Un exhaustivo análisis de The New York Times basado en datos satelitales, registros portuarios y seguimiento de buques revela que la administración Trump ha impuesto un "bloqueo efectivo" a Cuba que está dejando a la isla sin combustible en uno de sus momentos más vulnerables . "El tráfico de petroleros con destino a Cuba prácticamente se ha detenido", concluye el rotativo estadounidense, observando que los barcos que intentan acercarse son interceptados o escoltados por la Guardia Costera estadounidense. El caso más paradigmático es el del Ocean Mariner, un tanquero que cargó 84.579 barriles de fuel oil en Barranquilla (Colombia) el 29 de enero y que, tras desviarse hacia Cuba, fue interceptado a 106 kilómetros de la isla, interrogado y posteriormente escoltado hacia aguas dominicanas y luego a Bahamas.

La crisis energética alcanza cotas dramáticas. La Administración Federal de Aviación (FAA) ha advertido que los nueve principales aeropuertos internacionales de Cuba —incluyendo La Habana, Varadero y Holguín— carecen ya de combustible Jet A1 para aviones entre el 10 de febrero y el 10 de marzo, lo que ha obligado a suspender vuelos y ha llevado a aerolíneas como Air Canada a paralizar sus operaciones.

En la vida cotidiana, los apagones alcanzan hasta 20 horas diarias, el transporte público está prácticamente paralizado, se han suspendido cirugías de vida o muerte y la basura se acumula en las calles de La Habana. El gobierno cubano ha anunciado medidas extremas: semana laboral de cuatro días para empleados públicos, jornada escolar reducida y suspensión de eventos como la Feria Internacional del Libro . El propio presidente Miguel Díaz-Canel sugirió a la población usar "hornos solares" para cocinar.

En este contexto de asfixia, México ha emergido como el principal apoyo humanitario. Dos buques de la Armada mexicana, el Papaloapan y el Isla Holbox, arribaron a La Habana con 814 toneladas de alimentos y artículos de higiene, mientras la presidenta Claudia Sheinbaum ha manifestado su disposición a abrir un puente aéreo si Cuba lo solicita. La dirigente de Morena, Luisa Alcalde, afirmó que "apoyar humanitariamente a Cuba es un acto de congruencia y justicia" y denunció que el bloqueo ha tenido efectos acumulativos profundos en la vida de los cubanos. Iniciativas similares se han puesto en marcha en Colombia, donde la Asociación de Cubanos Residentes recolecta medicinas, e Italia, donde la Asociación Nacional de Amistad Italia-Cuba ha relanzado la campaña "Energía para la Vida", que supera ya los 130.000 euros para proyectos sociales.

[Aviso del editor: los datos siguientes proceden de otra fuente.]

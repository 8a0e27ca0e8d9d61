//! # Domain Value Objects
//!
//! Immutable value types that represent domain concepts without identity.
//!
//! ## Value Objects
//!
//! - **AttributeValue / AttributeMap**: open key-value data attached to coaches,
//!   clients and sessions (goals, stats, settings)

mod attributes;

pub use attributes::*;
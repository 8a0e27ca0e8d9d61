//! # Domain Services
//!
//! Pure functions over entity collections that do not belong to a single
//! entity.
//!
//! ## Services
//!
//! - **DashboardStats**: Aggregate statistics derived from clients and plans
//! - **ClientFilter**: Status filter and search used by the client list

mod client_filter;
mod dashboard_stats;

pub use client_filter::*;
pub use dashboard_stats::*;
//! Middleware
//!
//! Tower middleware for request processing.

pub mod cors;
pub mod logging;

pub use cors::create_cors_layer;
pub use logging::{create_trace_layer, track_http_metrics};
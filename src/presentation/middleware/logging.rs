//! Request Logging and Metrics Middleware

use std::time::Instant;

use axum::{
    body::Body,
    extract::MatchedPath,
    http::Request,
    middleware::Next,
    response::Response,
};
use tower_http::{
    classify::{ServerErrorsAsFailures, SharedClassifier},
    trace::{DefaultMakeSpan, DefaultOnResponse, TraceLayer},
};
use tracing::Level;

use crate::infrastructure::metrics;

/// Create the HTTP trace layer
pub fn create_trace_layer() -> TraceLayer<SharedClassifier<ServerErrorsAsFailures>> {
    TraceLayer::new_for_http()
        .make_span_with(DefaultMakeSpan::new().level(Level::INFO))
        .on_response(DefaultOnResponse::new().level(Level::INFO))
}

/// Record request count and latency, labelled by the matched route.
pub async fn track_http_metrics(req: Request<Body>, next: Next) -> Response {
    let method = req.method().to_string();
    let path = req
        .extensions()
        .get::<MatchedPath>()
        .map(|p| p.as_str().to_owned())
        .unwrap_or_else(|| "unmatched".into());
    let start = Instant::now();

    let response = next.run(req).await;

    metrics::record_http_request(
        &method,
        &path,
        response.status().as_u16(),
        start.elapsed().as_secs_f64(),
    );
    response
}
//! Application Services
//!
//! Contracts for the collaborators the store depends on.
//!
//! ## Available Services
//!
//! - **DataService**: Authentication, clients, plans, profile and image upload

pub mod data_service;

pub use data_service::{DataService, ServiceError};

#[cfg(test)]
pub use data_service::MockDataService;
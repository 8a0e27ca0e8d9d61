//! # State Store
//!
//! Two independent slices of application state, each changed only through
//! pending/fulfilled/rejected transitions around a call into the
//! [`DataService`](crate::application::services::DataService).
//!
//! - **auth_slice**: the signed-in coach and authentication status
//! - **coach_slice**: clients, plans and the dashboard statistics derived
//!   from them
//! - **dispatcher**: owns both slices, dispatches operations and notifies
//!   subscribers

pub mod auth_slice;
pub mod coach_slice;
mod request_log;
mod dispatcher;

pub use auth_slice::{AuthAction, AuthOperation, AuthState};
pub use coach_slice::{CoachAction, CoachOperation, CoachState};
pub use request_log::{RequestLog, RequestStatus};
pub use dispatcher::{Dispatch, Rejected, RootState, Store};
//! Contact-form submission entity and repository trait.
//!
//! Submissions come from the marketing site's contact form.

use async_trait::async_trait;
use chrono::{DateTime, Utc};
use serde::{Deserialize, Serialize};
use uuid::Uuid;

/// Errors raised by submission storage.
#[derive(Debug, thiserror::Error)]
pub enum SubmissionError {
    #[error("Submission storage I/O failed: {0}")]
    Io(#[from] std::io::Error),

    #[error("Submission encoding failed: {0}")]
    Encoding(#[from] serde_json::Error),
}

/// A message left through the contact form.
#[derive(Debug, Clone, PartialEq, Serialize, Deserialize)]
pub struct ContactSubmission {
    #[serde(default = "Uuid::new_v4")]
    pub id: Uuid,

    pub name: String,

    pub email: String,

    #[serde(default)]
    pub subject: String,

    pub message: String,

    /// Server receive time
    pub timestamp: DateTime<Utc>,
}

impl ContactSubmission {
    /// Create a submission stamped with the current time.
    pub fn new(name: String, email: String, subject: String, message: String) -> Self {
        Self {
            id: Uuid::new_v4(),
            name,
            email,
            subject,
            message,
            timestamp: Utc::now(),
        }
    }
}

/// Repository trait for contact submissions.
#[async_trait]
pub trait SubmissionRepository: Send + Sync {
    /// Append a submission.
    async fn append(&self, submission: &ContactSubmission) -> Result<(), SubmissionError>;

    /// All submissions, newest first.
    async fn list_newest_first(&self) -> Result<Vec<ContactSubmission>, SubmissionError>;
}
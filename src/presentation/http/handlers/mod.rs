//! HTTP Handlers
//!
//! Request handlers for all HTTP endpoints.

pub mod admin;
pub mod contact;
pub mod health;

Naciones Unidas ha criticado estas medidas como violatorias del derecho internacional, cuya credibilidad pasa por sus peores momentos desde octubre de 2023 en Gaza y las actuaciones de Donald Trump. El analista Jorge Piñón, de la Universidad de Texas, estima que las reservas de combustible de Cuba podrían agotarse por completo a mediados de marzo, lo que sumiría al país en una crisis humanitaria de consecuencias catastróficas.

Washington, que ha tomado nota de la ofensiva de sus socios israelíes sobre la Franja de Gaza, quiere emplear el hambre como arma de guerra para provocar un cambio político en la isla. Medios como el Washington Examiner sostienen que cortar el flujo de petróleo busca "responsabilizar al gobierno cubano por su apoyo a actores considerados hostiles" y "acelerar un cambio político" . Para sectores de la derecha internacional, estas medidas no constituyen un bloqueo ilegal sino una "herramienta legítima de presión geopolítica". Para la mayoría de los cubanos, representan el cerco más duro desde 1962.